What you have to do
Reproduce exactly the lines below from the one containing "pub fn render_with_layout<T: Serialize" through the one containing "use serde_json::json;", including both, and nothing else.

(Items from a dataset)
|---|

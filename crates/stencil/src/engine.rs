//! The render facade.

use crate::config::StencilConfig;
use crate::registry::{ReloadReport, TemplateRegistry, TemplateSet};
use serde::Serialize;
use std::sync::Arc;
use stencil_eval::Expander;
use stencil_types::{Result, Value};

/// Variable that receives the inner page in [`Stencil::render_with_layout`]
/// when no other name is given.
pub const DEFAULT_CONTENT_VAR: &str = "content";

/// A configured template engine.
///
/// Cheap to share: every render works on a snapshot of the registry taken
/// at call start, so renders never block each other and a concurrent
/// [`reload`](Stencil::reload) never affects a render in progress.
pub struct Stencil {
    registry: TemplateRegistry,
}

impl Stencil {
    /// Build an engine over the configured directories and load them.
    pub fn new(config: StencilConfig) -> Result<Self> {
        Ok(Self {
            registry: TemplateRegistry::new(config, Vec::new())?,
        })
    }

    /// Build an engine from in-memory `(file name, source)` entries, in
    /// addition to any configured directories. Entries are registered
    /// after directory files and override them.
    pub fn from_templates<I, N, S>(entries: I, config: StencilConfig) -> Result<Self>
    where
        I: IntoIterator<Item = (N, S)>,
        N: Into<String>,
        S: Into<String>,
    {
        let embedded = entries
            .into_iter()
            .map(|(name, source)| (name.into(), source.into()))
            .collect();
        Ok(Self {
            registry: TemplateRegistry::new(config, embedded)?,
        })
    }

    pub fn config(&self) -> &StencilConfig {
        self.registry.config()
    }

    pub fn registry(&self) -> &TemplateRegistry {
        &self.registry
    }

    /// Rescan all template sources, replacing the registered set atomically.
    pub fn reload(&self) -> Result<ReloadReport> {
        self.registry.reload()
    }

    /// All registered names, sorted ascending.
    pub fn list_template_names(&self) -> Vec<String> {
        self.registry.names()
    }

    pub fn contains(&self, name: &str) -> bool {
        self.registry.snapshot().get(name).is_some()
    }

    /// The registered source of a template, BOM removed.
    pub fn source(&self, name: &str) -> Option<String> {
        self.registry
            .snapshot()
            .get(name)
            .map(|record| record.source.clone())
    }

    /// Render template `name` with `data` as the root scope.
    pub fn render<T: Serialize + ?Sized>(&self, name: &str, data: &T) -> Result<String> {
        let data = to_value(data)?;
        let templates = self.registry.snapshot();
        self.render_value(&templates, name, &data)
    }

    /// Render `inner`, then render `layout` with the result bound to
    /// `content_var` (default `"content"`).
    ///
    /// Layouts should emit the content with `{{{ content }}}` to avoid
    /// escaping the already-rendered HTML. Both renders use the same
    /// registry snapshot.
    pub fn render_with_layout<T: Serialize + ?Sized>(
        &self,
        layout: &str,
        inner: &str,
        data: &T,
        content_var: Option<&str>,
    ) -> Result<String> {
        let data = to_value(data)?;
        let templates = self.registry.snapshot();
        let content = self.render_value(&templates, inner, &data)?;

        let mut fields = match data {
            Value::Object(fields) => fields,
            _ => Default::default(),
        };
        fields.insert(
            content_var.unwrap_or(DEFAULT_CONTENT_VAR).to_string(),
            Value::String(content),
        );
        self.render_value(&templates, layout, &Value::Object(fields))
    }

    fn render_value(&self, templates: &Arc<TemplateSet>, name: &str, data: &Value) -> Result<String> {
        Expander::new(templates.as_ref(), self.config().max_depth).render(name, data)
    }
}

fn to_value<T: Serialize + ?Sized>(data: &T) -> Result<Value> {
    Ok(Value::from(serde_json::to_value(data)?))
}

#[cfg(test)]
mod tests {
    use super::*;
    use serde_json::json;

    fn engine(entries: &[(&str, &str)]) -> Stencil {
        Stencil::from_templates(entries.iter().copied(), StencilConfig::default()).unwrap()
    }

    #[test]
    fn test_engine_is_send_and_sync() {
        fn assert_send_sync<T: Send + Sync>() {}
        assert_send_sync::<Stencil>();
    }

    #[test]
    fn test_render_struct_data() {
        #[derive(Serialize)]
        struct Page<'a> {
            title: &'a str,
            count: u32,
        }
        let stencil = engine(&[("page.html", "{{ title }}: {{ count + 1 }}")]);
        let out = stencil
            .render("page", &Page { title: "Items", count: 2 })
            .unwrap();
        assert_eq!(out, "Items: 3");
    }

    #[test]
    fn test_layout_with_custom_content_var() {
        let stencil = engine(&[
            ("shell.html", "<main>{{{ body }}}</main>"),
            ("page.html", "<p>{{ msg }}</p>"),
        ]);
        let out = stencil
            .render_with_layout("shell", "page", &json!({ "msg": "hi" }), Some("body"))
            .unwrap();
        assert_eq!(out, "<main><p>hi</p></main>");
    }

    #[test]
    fn test_layout_with_non_object_data() {
        let stencil = engine(&[
            ("layout.html", "[{{{ content }}}]"),
            ("page.html", "{{ $root }}"),
        ]);
        let out = stencil
            .render_with_layout("layout", "page", &json!("plain"), None)
            .unwrap();
        assert_eq!(out, "[plain]");
    }

    #[test]
    fn test_contains_and_source_normalize() {
        let stencil = engine(&[("Nav.html", "\u{feff}<nav/>")]);
        assert!(stencil.contains(" NAV "));
        assert_eq!(stencil.source("nav").as_deref(), Some("<nav/>"));
        assert_eq!(stencil.source("missing"), None);
    }
}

|---|

Finished task
    pub fn render_with_layout<T: Serialize + ?Sized>(
        &self,
        layout: &str,
        inner: &str,
        data: &T,
        content_var: Option<&str>,
    ) -> Result<String> {
        let data = to_value(data)?;
        let templates = self.registry.snapshot();
        let content = self.render_value(&templates, inner, &data)?;

        let mut fields = match data {
            Value::Object(fields) => fields,
            _ => Default::default(),
        };
        fields.insert(
            content_var.unwrap_or(DEFAULT_CONTENT_VAR).to_string(),
            Value::String(content),
        );
        self.render_value(&templates, layout, &Value::Object(fields))
    }

    fn render_value(&self, templates: &Arc<TemplateSet>, name: &str, data: &Value) -> Result<String> {
        Expander::new(templates.as_ref(), self.config().max_depth).render(name, data)
    }
}

fn to_value<T: Serialize + ?Sized>(data: &T) -> Result<Value> {
    Ok(Value::from(serde_json::to_value(data)?))
}

#[cfg(test)]
mod tests {
    use super::*;
    use serde_json::json;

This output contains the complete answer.